Menanggapi hal tersebut, dalam kesempatan terpisah, anggota Tim Kajian ASEAN Pusat Riset Politik Badan Riset dan Inovasi Nasional (BRIN), Faudzan Farhana, menjelaskan, sejak 20 tahun lalu, ASEAN dan China menandatangani perjanjian untuk menjaga perdamaian dan menghindari penggunaan senjata di LCS. Secara teoretis, naskah kesepakatan terbaru yang tengah disusun tidak memiliki perbedaan signifikan dengan 20 tahun lalu.
”Padahal, ada perubahan dalam cara kepemimpinan China mengingat Xi Jinping berambisi untuk unjuk kekuatan kepada dunia,” ujarnya. Hal ini ditambah bahwa China bersikeras tidak mengikuti keputusan Mahkamah Arbitrase Internasional (PCA) terkait penolakan terhadap klaim garis batas imajiner ”sembilan garis putus-putus” mengenai pembagian wilayah LCS.

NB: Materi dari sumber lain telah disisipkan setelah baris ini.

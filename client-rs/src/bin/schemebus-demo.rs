//! Schemebus demo - one hub and two peers on an in-process host

use anyhow::{Context, Result};
use clap::Parser;
use rand::Rng;
use schemebus::{HubConfig, IpcHub, LocalHost, DEFAULT_SCHEME};
use schemebus_client::{ClientConfig, ConnectionState, IpcClient};
use serde_json::{json, Value};
use std::time::{Duration, Instant};
use tokio::signal;
use tracing::{info, warn};
use tracing_subscriber::{layer::SubscriberExt, util::SubscriberInitExt, EnvFilter};

#[derive(Parser)]
#[command(name = "schemebus-demo")]
#[command(about = "Run a schemebus hub with two peers exchanging events")]
#[command(version)]
struct Args {
    /// Scheme the hub answers on
    #[arg(long, default_value = DEFAULT_SCHEME, env = "SCHEMEBUS_SCHEME")]
    scheme: String,

    /// Milliseconds between demo rounds
    #[arg(long, default_value_t = 1000, env = "SCHEMEBUS_INTERVAL_MS")]
    interval_ms: u64,

    /// Number of rounds to run (0 runs until interrupted)
    #[arg(long, default_value_t = 5)]
    rounds: u64,

    /// Log level
    #[arg(long, env = "RUST_LOG", default_value = "info")]
    log_level: String,
}

#[tokio::main]
async fn main() -> Result<()> {
    // Load .env file if present
    dotenvy::dotenv().ok();

    let args = Args::parse();

    // Initialize tracing
    tracing_subscriber::registry()
        .with(EnvFilter::try_from_default_env().unwrap_or_else(|_| EnvFilter::new(&args.log_level)))
        .with(tracing_subscriber::fmt::layer())
        .init();

    let host = LocalHost::new();
    let hub = IpcHub::new(&host, HubConfig::new().scheme(args.scheme.clone()))
        .context("Failed to set up hub")?;
    host.set_ready();

    hub.handle("host-info", |_| async {
        Ok(json!({
            "os": std::env::consts::OS,
            "arch": std::env::consts::ARCH,
            "pid": std::process::id(),
        }))
    });
    hub.on("status", |event| {
        info!(source = ?event.source, values = ?event.values, "Hub got status");
    });

    let first = IpcClient::new(
        host.session(),
        ClientConfig::new().scheme(args.scheme.clone()).name("first"),
    );
    let second = IpcClient::new(
        host.session(),
        ClientConfig::new()
            .scheme(args.scheme.clone())
            .name("second")
            .stream_from_main(),
    );

    second.on("metrics", |event| {
        info!(values = ?event.values, "second got metrics");
    });
    second.on("random-numbers", |event| {
        info!(source = ?event.source, values = ?event.values, "second got random numbers");
    });

    second
        .state_receiver()
        .wait_for(|s| *s == ConnectionState::Connected)
        .await
        .context("Client state channel closed")?;

    first
        .send("status", vec![json!("first is up")])
        .await
        .context("Failed to send status")?;

    info!(scheme = %args.scheme, interval_ms = args.interval_ms, "Schemebus demo starting");

    tokio::select! {
        result = run_rounds(&hub, &first, &args) => {
            result?;
        }
        _ = shutdown_signal() => {
            info!("Shutdown signal received, stopping demo");
        }
    }

    first.disconnect().await;
    second.disconnect().await;
    hub.disconnect_all();

    info!("Schemebus demo stopped");
    Ok(())
}

async fn run_rounds(hub: &IpcHub, first: &IpcClient, args: &Args) -> Result<()> {
    let started = Instant::now();
    let mut interval = tokio::time::interval(Duration::from_millis(args.interval_ms.max(1)));
    let mut round = 0u64;

    while args.rounds == 0 || round < args.rounds {
        interval.tick().await;
        round += 1;

        let delivered = hub.send(
            "metrics",
            vec![json!({
                "round": round,
                "uptime_ms": started.elapsed().as_millis() as u64,
                "subscribers": hub.subscriber_count(),
            })],
        )?;

        let numbers: Vec<Value> = {
            let mut rng = rand::rng();
            (0..3).map(|_| json!(rng.random_range(0..100))).collect()
        };
        first
            .send_to("random-numbers", Some("second"), numbers)
            .await
            .context("Failed to send random numbers")?;

        match first.invoke::<Value>("host-info", vec![]).await {
            Ok(info) => info!(round = round, delivered = delivered, host = %info, "Round complete"),
            Err(e) => warn!(round = round, error = %e, "host-info failed"),
        }
    }

    Ok(())
}

async fn shutdown_signal() {
    let ctrl_c = async {
        if let Err(e) = signal::ctrl_c().await {
            warn!(error = %e, "Failed to install Ctrl+C handler");
            std::future::pending::<()>().await;
        }
    };

    #[cfg(unix)]
    let terminate = async {
        match signal::unix::signal(signal::unix::SignalKind::terminate()) {
            Ok(mut sigterm) => {
                sigterm.recv().await;
            }
            Err(e) => {
                warn!(error = %e, "Failed to install SIGTERM handler");
                std::future::pending::<()>().await;
            }
        }
    };

    #[cfg(not(unix))]
    let terminate = std::future::pending::<()>();

    tokio::select! {
        _ = ctrl_c => {},
        _ = terminate => {},
    }
}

Dengan klaim itu, China mendaku berhak atas 85 persen wilayah LCS.
Faudzan menerangkan, sejak negosiasi mengenai LCS, ASEAN sejatinya telah kalah dari China. Alasannya karena ASEAN tidak menghadapi China sebagai satu kesatuan. Sebaliknya, China melakukan pendekatan bilateral dengan negara-negara anggota ASEAN sehingga kesepakatan yang terjadi bersifat antarnegara.
”Sebenarnya, sekarang momen ASEAN bisa bersatu dan meminta China segera menyelesaikan kesepakatan mengenai LCS. ASEAN memang masih dihormati di kawasan maupun tataran global, tetapi ini juga berarti ASEAN harus tegas bersikap sebagai sebuah kesatuan,” katanya.